**Task objective**
Only one stretch of the records below is wanted: the lines from the one holding "DRIVERS.iter().find(|d| d.vid == vid" through the one holding "pub(crate) fn spawn_watcher()". Return it exactly, both ends included.

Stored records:
* * * *

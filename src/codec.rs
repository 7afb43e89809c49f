//! Frame encoding for the vendor wire protocol
//!
//! Pure functions: bytes in, ordered transport chunks out. No I/O and no
//! state lives here; the device handles own delivery.

use zerocopy::{FromBytes, IntoBytes};

use crate::capabilities::Capabilities;
use crate::error::DeviceError;
use crate::protocol::{self, segment, WireHeader, HEADER_LEN, REPORT_ID};
use crate::types::{PixelFormat, TransportChunk};

/// Encode one frame into the ordered chunk sequence for a device class.
///
/// The logical buffer is the 20-byte header followed by the payload,
/// split into pieces of at most `max_chunk` bytes: exactly
/// `ceil((20 + payload.len()) / max_chunk)` chunks, each prefixed with
/// the report id. Only the first chunk carries header bytes; the final
/// chunk is short unless the total divides evenly. A zero-length payload
/// is valid and produces a single header-only chunk (blank/keep-alive
/// frame).
///
/// Fails with `UnsupportedFormat` when the format is not advertised by
/// the capabilities; no partial output is produced on failure. Physical
/// report padding, where the transport requires it, is the transport's
/// concern.
pub fn encode_frame(
    caps: &Capabilities,
    format: PixelFormat,
    payload: &[u8],
) -> Result<Vec<TransportChunk>, DeviceError> {
    if !caps.supports(format) {
        return Err(DeviceError::UnsupportedFormat(format));
    }
    // A chunk size that cannot fit the header is a broken capability
    // table, not a runtime condition.
    assert!(
        caps.max_chunk >= HEADER_LEN,
        "chunk size {} cannot fit the {}-byte frame header",
        caps.max_chunk,
        HEADER_LEN
    );

    let payload_len = u32::try_from(payload.len())
        .map_err(|_| DeviceError::InvalidParameter(format!("payload of {} bytes", payload.len())))?;

    let header = WireHeader::image(
        caps.width,
        caps.height,
        protocol::compression_code(format),
        payload_len,
    );

    let mut logical = Vec::with_capacity(HEADER_LEN + payload.len());
    logical.extend_from_slice(header.as_bytes());
    logical.extend_from_slice(payload);

    Ok(logical
        .chunks(caps.max_chunk)
        .map(|piece| TransportChunk::new(REPORT_ID, piece))
        .collect())
}

/// Decode the frame header back from encoded bytes.
///
/// Reads the leading 20 bytes of a reassembled frame (or of the first
/// chunk's payload). Returns `None` when fewer than 20 bytes are given.
pub fn decode_header(bytes: &[u8]) -> Option<WireHeader> {
    WireHeader::read_from_prefix(bytes).ok().map(|(header, _)| header)
}

/// Build the single fixed-size report for the segment display variant.
///
/// Two-byte magic prefix followed by the two readout values, each
/// clamped to the two digits the hardware can show. The remainder of the
/// report is zero.
pub fn encode_readings(left: u8, right: u8) -> [u8; 1 + segment::REPORT_LEN] {
    let mut report = [0u8; 1 + segment::REPORT_LEN];
    report[0] = REPORT_ID;
    report[1..3].copy_from_slice(&segment::MAGIC);
    report[3] = left.min(segment::MAX_READING);
    report[4] = right.min(segment::MAX_READING);
    report
}
//! Driver registry - device class lookup by VID/PID
//!
//! A static, append-only table mapping each supported vendor/product
//! pair to its capabilities and handle constructor. Populated once at
//! compile time and injected into the device manager; never mutated at
//! runtime.

use std::sync::Arc;

use crate::capabilities::{self, Capabilities};
use crate::error::DeviceError;
use crate::lcd::LcdDisplay;
use crate::manager::DisconnectNotifier;
use crate::segment::SegmentDisplay;
use crate::transport::HidBackend;
use crate::types::DeviceIdentity;
use crate::DisplayDevice;

/// CoreView vendor ID
pub const VENDOR_ID: u16 = 0x3633;

/// CoreView 8 (8.8" LCD bar)
pub const PID_COREVIEW_8: u16 = 0x5821;
/// CoreView Duo (dual segment readout)
pub const PID_COREVIEW_DUO: u16 = 0x5830;

/// Constructor for one device class
pub type DeviceCtor = fn(
    DeviceIdentity,
    Arc<dyn HidBackend>,
    DisconnectNotifier,
) -> Result<Arc<dyn DisplayDevice>, DeviceError>;

/// One registered device class
pub struct Driver {
    pub vid: u16,
    pub pid: u16,
    /// Diagnostic name, used in logs and when the descriptor carries no
    /// product string
    pub name: &'static str,
    pub caps: &'static Capabilities,
    pub ctor: DeviceCtor,
}

/// All supported device classes.
///
/// Append-only; a duplicate (vid, pid) key is a configuration error
/// caught by the table test below, never resolved at runtime.
pub static DRIVERS: &[Driver] = &[
    Driver {
        vid: VENDOR_ID,
        pid: PID_COREVIEW_8,
        name: "CoreView 8",
        caps: &capabilities::COREVIEW_8,
        ctor: LcdDisplay::create,
    },
    Driver {
        vid: VENDOR_ID,
        pid: PID_COREVIEW_DUO,
        name: "CoreView Duo",
        caps: &capabilities::COREVIEW_DUO,
        ctor: SegmentDisplay::create,
    },
];

/// Look up the driver for a vendor/product pair.
pub fn find(vid: u16, pid: u16) -> Option<&'static Driver> {
    DRIVERS.iter().find(|d| d.vid == vid && d.pid == pid)
}

/// Check whether hardware with this vendor/product pair is supported.
#[inline]
pub fn is_supported(vid: u16, pid: u16) -> bool {
    find(vid, pid).is_some()
}

#[cfg(test)]
mod tests {
    use super::*;
    use crate::protocol::HEADER_LEN;

    #[test]
    fn test_no_duplicate_keys() {
        for (i, a) in DRIVERS.iter().enumerate() {
            for b in &DRIVERS[i + 1..] {
                assert!(
                    (a.vid, a.pid) != (b.vid, b.pid),
                    "duplicate driver key {:04X}:{:04X}",
                    a.vid,
                    a.pid
                );
            }
        }
    }

    #[test]
    fn test_known_devices_resolve() {
        assert!(is_supported(VENDOR_ID, PID_COREVIEW_8));
        assert!(is_supported(VENDOR_ID, PID_COREVIEW_DUO));
        assert!(!is_supported(VENDOR_ID, 0x0000));
        assert!(!is_supported(0x0000, PID_COREVIEW_8));

        assert_eq!(find(VENDOR_ID, PID_COREVIEW_8).unwrap().name, "CoreView 8");
    }

    #[test]
    fn test_capability_tables_sane() {
        for driver in DRIVERS {
            if !driver.caps.formats.is_empty() {
                // Frame-taking classes must fit the header in one chunk
                // and have a real pixel area.
                assert!(driver.caps.max_chunk >= HEADER_LEN, "{}", driver.name);
                assert!(driver.caps.width > 0 && driver.caps.height > 0, "{}", driver.name);
            }
            assert!(driver.caps.max_fps > 0, "{}", driver.name);
        }
    }
}
//! udev-based hot-plug watcher
//!
//! Watches the hidraw subsystem and pushes arrival/removal events for
//! registered hardware into an mpsc queue. The device manager drains the
//! queue on its own task; the udev notification path never touches the
//! active-device table.

use futures::StreamExt;
use tokio::sync::mpsc;
use tokio_udev::{AsyncMonitorSocket, Device, EventType, MonitorBuilder};
use tracing::{debug, warn};

use crate::error::DeviceError;
use crate::registry;
use crate::types::{EndpointInfo, HotplugEvent};

/// Start the udev watcher and return the event queue.
///
/// The watcher task ends when the receiver is dropped.
pub(crate) fn spawn_watcher() -> Result<mpsc::UnboundedReceiver<HotplugEvent>, DeviceError> {
    let socket = MonitorBuilder::new()
        .and_then(|b| b.match_subsystem("hidraw"))
        .and_then(|b| b.listen())
        .map_err(|e| DeviceError::Internal(format!("udev monitor: {e}")))?;
    let monitor = AsyncMonitorSocket::new(socket)
        .map_err(|e| DeviceError::Internal(format!("udev monitor: {e}")))?;

    let (tx, rx) = mpsc::unbounded_channel();
    tokio::spawn(watch_loop(monitor, tx));
    Ok(rx)
}

async fn watch_loop(mut monitor: AsyncMonitorSocket, tx: mpsc::UnboundedSender<HotplugEvent>) {
    debug!("udev hot-plug watcher started");
    while let Some(event) = monitor.next().await {
        let event = match event {
            Ok(event) => event,
            Err(e) => {
                warn!("udev event error: {}", e);
                continue;
            }
        };

        let Some(path) = event.devnode().map(|p| p.to_string_lossy().to_string()) else {
            continue;
        };

        let forwarded = match event.event_type() {
            EventType::Add => match endpoint_from_device(&event.device(), path) {
                Some(info) => {
                    debug!(
                        "Hot-plug arrival: {:04X}:{:04X} at {}",
                        info.vid, info.pid, info.path
                    );
                    tx.send(HotplugEvent::Arrived(info))
                }
                None => continue,
            },
            EventType::Remove => {
                debug!("Hot-plug removal at {}", path);
                tx.send(HotplugEvent::Removed(path))
            }
            _ => continue,
        };

        if forwarded.is_err() {
            // Receiver gone; the manager stopped monitoring.
            break;
        }
    }
    debug!("udev hot-plug watcher exiting");
}

/// Build endpoint info for a hidraw device whose USB parent is a
/// registered vendor/product pair. Returns `None` for anything else.
fn endpoint_from_device(device: &Device, path: String) -> Option<EndpointInfo> {
    let parent = device
        .parent_with_subsystem_devtype("usb", "usb_device")
        .ok()
        .flatten()?;

    let vid = hex_attribute(&parent, "idVendor")?;
    let pid = hex_attribute(&parent, "idProduct")?;
    if !registry::is_supported(vid, pid) {
        return None;
    }

    Some(EndpointInfo {
        path,
        vid,
        pid,
        serial: string_attribute(&parent, "serial"),
        product: string_attribute(&parent, "product"),
        manufacturer: string_attribute(&parent, "manufacturer"),
    })
}

fn hex_attribute(device: &Device, name: &str) -> Option<u16> {
    let value = device.attribute_value(name)?;
    u16::from_str_radix(value.to_str()?.trim(), 16).ok()
}

fn string_attribute(device: &Device, name: &str) -> Option<String> {
    device
        .attribute_value(name)
        .map(|v| v.to_string_lossy().trim().to_string())
}
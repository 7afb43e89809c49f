//! Raw HID transport boundary
//!
//! The device layer reaches hardware only through these traits, so the
//! manager and handles can be driven by a scripted backend in tests. The
//! production backend wraps hidapi.

use std::ffi::CString;

use hidapi::HidApi;
use parking_lot::Mutex;
use tokio::sync::mpsc;
use tracing::debug;

use crate::error::DeviceError;
use crate::types::{EndpointInfo, HotplugEvent};

/// Write access to one opened HID endpoint.
///
/// The endpoint is closed when the value is dropped.
pub trait HidEndpoint: Send + Sync {
    /// Write one report, report id included. Returns the number of bytes
    /// written.
    fn write(&self, data: &[u8]) -> Result<usize, DeviceError>;
}

/// Raw HID primitive consumed by the device layer.
pub trait HidBackend: Send + Sync {
    /// Enumerate endpoints matching a vendor/product pair.
    fn enumerate(&self, vid: u16, pid: u16) -> Result<Vec<EndpointInfo>, DeviceError>;

    /// Open the endpoint at a platform path.
    fn open(&self, path: &str) -> Result<Box<dyn HidEndpoint>, DeviceError>;

    /// Subscribe to hot-plug notifications.
    ///
    /// Events are pushed from the backend's own notification thread; the
    /// receiver is drained on the subscriber's task so that thread never
    /// touches subscriber state.
    fn hotplug_events(&self) -> Result<mpsc::UnboundedReceiver<HotplugEvent>, DeviceError>;
}

/// Production backend over hidapi
#[derive(Default)]
pub struct HidApiBackend;

impl HidApiBackend {
    pub fn new() -> Self {
        Self
    }
}

impl HidBackend for HidApiBackend {
    fn enumerate(&self, vid: u16, pid: u16) -> Result<Vec<EndpointInfo>, DeviceError> {
        let api = HidApi::new().map_err(DeviceError::from)?;

        let endpoints: Vec<EndpointInfo> = api
            .device_list()
            .filter(|d| d.vendor_id() == vid && d.product_id() == pid)
            .map(|d| EndpointInfo {
                path: d.path().to_string_lossy().to_string(),
                vid,
                pid,
                serial: d.serial_number().map(|s| s.to_string()),
                product: d.product_string().map(|s| s.to_string()),
                manufacturer: d.manufacturer_string().map(|s| s.to_string()),
            })
            .collect();

        debug!(
            "Enumerated {} endpoints for {:04X}:{:04X}",
            endpoints.len(),
            vid,
            pid
        );
        Ok(endpoints)
    }

    fn open(&self, path: &str) -> Result<Box<dyn HidEndpoint>, DeviceError> {
        let api = HidApi::new().map_err(DeviceError::from)?;
        let c_path = CString::new(path)
            .map_err(|_| DeviceError::EndpointNotFound(path.to_string()))?;
        let device = api.open_path(&c_path).map_err(DeviceError::from)?;
        debug!("Opened HID endpoint at {}", path);
        Ok(Box::new(HidApiEndpoint {
            device: Mutex::new(device),
        }))
    }

    fn hotplug_events(&self) -> Result<mpsc::UnboundedReceiver<HotplugEvent>, DeviceError> {
        #[cfg(all(feature = "hotplug", target_os = "linux"))]
        {
            crate::hotplug::spawn_watcher()
        }
        #[cfg(not(all(feature = "hotplug", target_os = "linux")))]
        {
            Err(DeviceError::HotplugUnavailable(
                "built without hot-plug support",
            ))
        }
    }
}

/// One opened hidapi device
struct HidApiEndpoint {
    device: Mutex<hidapi::HidDevice>,
}

impl HidEndpoint for HidApiEndpoint {
    fn write(&self, data: &[u8]) -> Result<usize, DeviceError> {
        let device = self.device.lock();
        let written = device.write(data).map_err(DeviceError::from)?;
        Ok(written)
    }
}
//! Database access: pool, migrations, and the two durable stores

pub mod db;
pub mod migrations;
pub mod plans;
pub mod users;

// Re-exports for convenience
pub use db::{create_pool, get_connection, DbConnection, DbPool};
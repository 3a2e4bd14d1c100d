//! Per-user dialogue state
//!
//! One `State` value per chat, kept in teloxide's `InMemStorage`: created
//! when a flow starts, replaced on every step, removed (back to `Idle`) on
//! termination or an explicit «Назад». Abandoned dialogues simply stay at
//! their stage; there is no expiry.

use teloxide::dispatching::dialogue::InMemStorage;
use teloxide::prelude::Dialogue;

use crate::wizard::WizardStage;

pub type BotDialogue = Dialogue<State, InMemStorage<State>>;

#[derive(Clone, Default)]
pub enum State {
    #[default]
    Idle,
    /// Weather flow: waiting for a city name.
    AwaitingWeatherCity,
    /// Plans flow.
    AwaitingPlanText,
    AwaitingPlanEditId,
    AwaitingPlanNewText {
        plan_id: i64,
    },
    AwaitingPlanDeleteId,
    /// GitHub flow.
    AwaitingGithubOwner,
    AwaitingGithubRepo {
        owner: String,
    },
    /// Region selection wizard; the stage carries its own session data.
    Region(WizardStage),
}
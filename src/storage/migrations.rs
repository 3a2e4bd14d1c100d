use rusqlite::Connection;
use std::sync::{Mutex, OnceLock};
use std::time::Duration;

use crate::core::error::{AppError, AppResult};

mod embedded {
    use refinery::embed_migrations;

    embed_migrations!("./migrations");
}

static MIGRATION_LOCK: OnceLock<Mutex<()>> = OnceLock::new();

/// Applies pending schema migrations.
///
/// Serialized per-process so concurrent pool initializers (tests, or a
/// multi-instance startup pointed at one file) don't interleave. Refinery
/// manages its own transactions, so no outer BEGIN here.
pub fn run_migrations(conn: &mut Connection) -> AppResult<()> {
    let mutex = MIGRATION_LOCK.get_or_init(|| Mutex::new(()));
    // Recover a poisoned lock: migrations are idempotent.
    let _guard = match mutex.lock() {
        Ok(guard) => guard,
        Err(poisoned) => {
            log::warn!("Migration lock was poisoned, recovering...");
            poisoned.into_inner()
        }
    };

    conn.busy_timeout(Duration::from_secs(30))?;

    embedded::migrations::runner()
        .run(conn)
        .map(|_| ())
        .map_err(|e| AppError::DataInconsistency(format!("failed to apply migrations: {}", e)))
}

* * * *

**Solution below**
    DRIVERS.iter().find(|d| d.vid == vid && d.pid == pid)
}

/// Check whether hardware with this vendor/product pair is supported.
#[inline]
pub fn is_supported(vid: u16, pid: u16) -> bool {
    find(vid, pid).is_some()
}

#[cfg(test)]
mod tests {
    use super::*;
    use crate::protocol::HEADER_LEN;

    #[test]
    fn test_no_duplicate_keys() {
        for (i, a) in DRIVERS.iter().enumerate() {
            for b in &DRIVERS[i + 1..] {
                assert!(
                    (a.vid, a.pid) != (b.vid, b.pid),
                    "duplicate driver key {:04X}:{:04X}",
                    a.vid,
                    a.pid
                );
            }
        }
    }

    #[test]
    fn test_known_devices_resolve() {
        assert!(is_supported(VENDOR_ID, PID_COREVIEW_8));
        assert!(is_supported(VENDOR_ID, PID_COREVIEW_DUO));
        assert!(!is_supported(VENDOR_ID, 0x0000));
        assert!(!is_supported(0x0000, PID_COREVIEW_8));

        assert_eq!(find(VENDOR_ID, PID_COREVIEW_8).unwrap().name, "CoreView 8");
    }

    #[test]
    fn test_capability_tables_sane() {
        for driver in DRIVERS {
            if !driver.caps.formats.is_empty() {
                // Frame-taking classes must fit the header in one chunk
                // and have a real pixel area.
                assert!(driver.caps.max_chunk >= HEADER_LEN, "{}", driver.name);
                assert!(driver.caps.width > 0 && driver.caps.height > 0, "{}", driver.name);
            }
            assert!(driver.caps.max_fps > 0, "{}", driver.name);
        }
    }
}
//! udev-based hot-plug watcher
//!
//! Watches the hidraw subsystem and pushes arrival/removal events for
//! registered hardware into an mpsc queue. The device manager drains the
//! queue on its own task; the udev notification path never touches the
//! active-device table.

use futures::StreamExt;
use tokio::sync::mpsc;
use tokio_udev::{AsyncMonitorSocket, Device, EventType, MonitorBuilder};
use tracing::{debug, warn};

use crate::error::DeviceError;
use crate::registry;
use crate::types::{EndpointInfo, HotplugEvent};

/// Start the udev watcher and return the event queue.
///
/// The watcher task ends when the receiver is dropped.
pub(crate) fn spawn_watcher() -> Result<mpsc::UnboundedReceiver<HotplugEvent>, DeviceError> {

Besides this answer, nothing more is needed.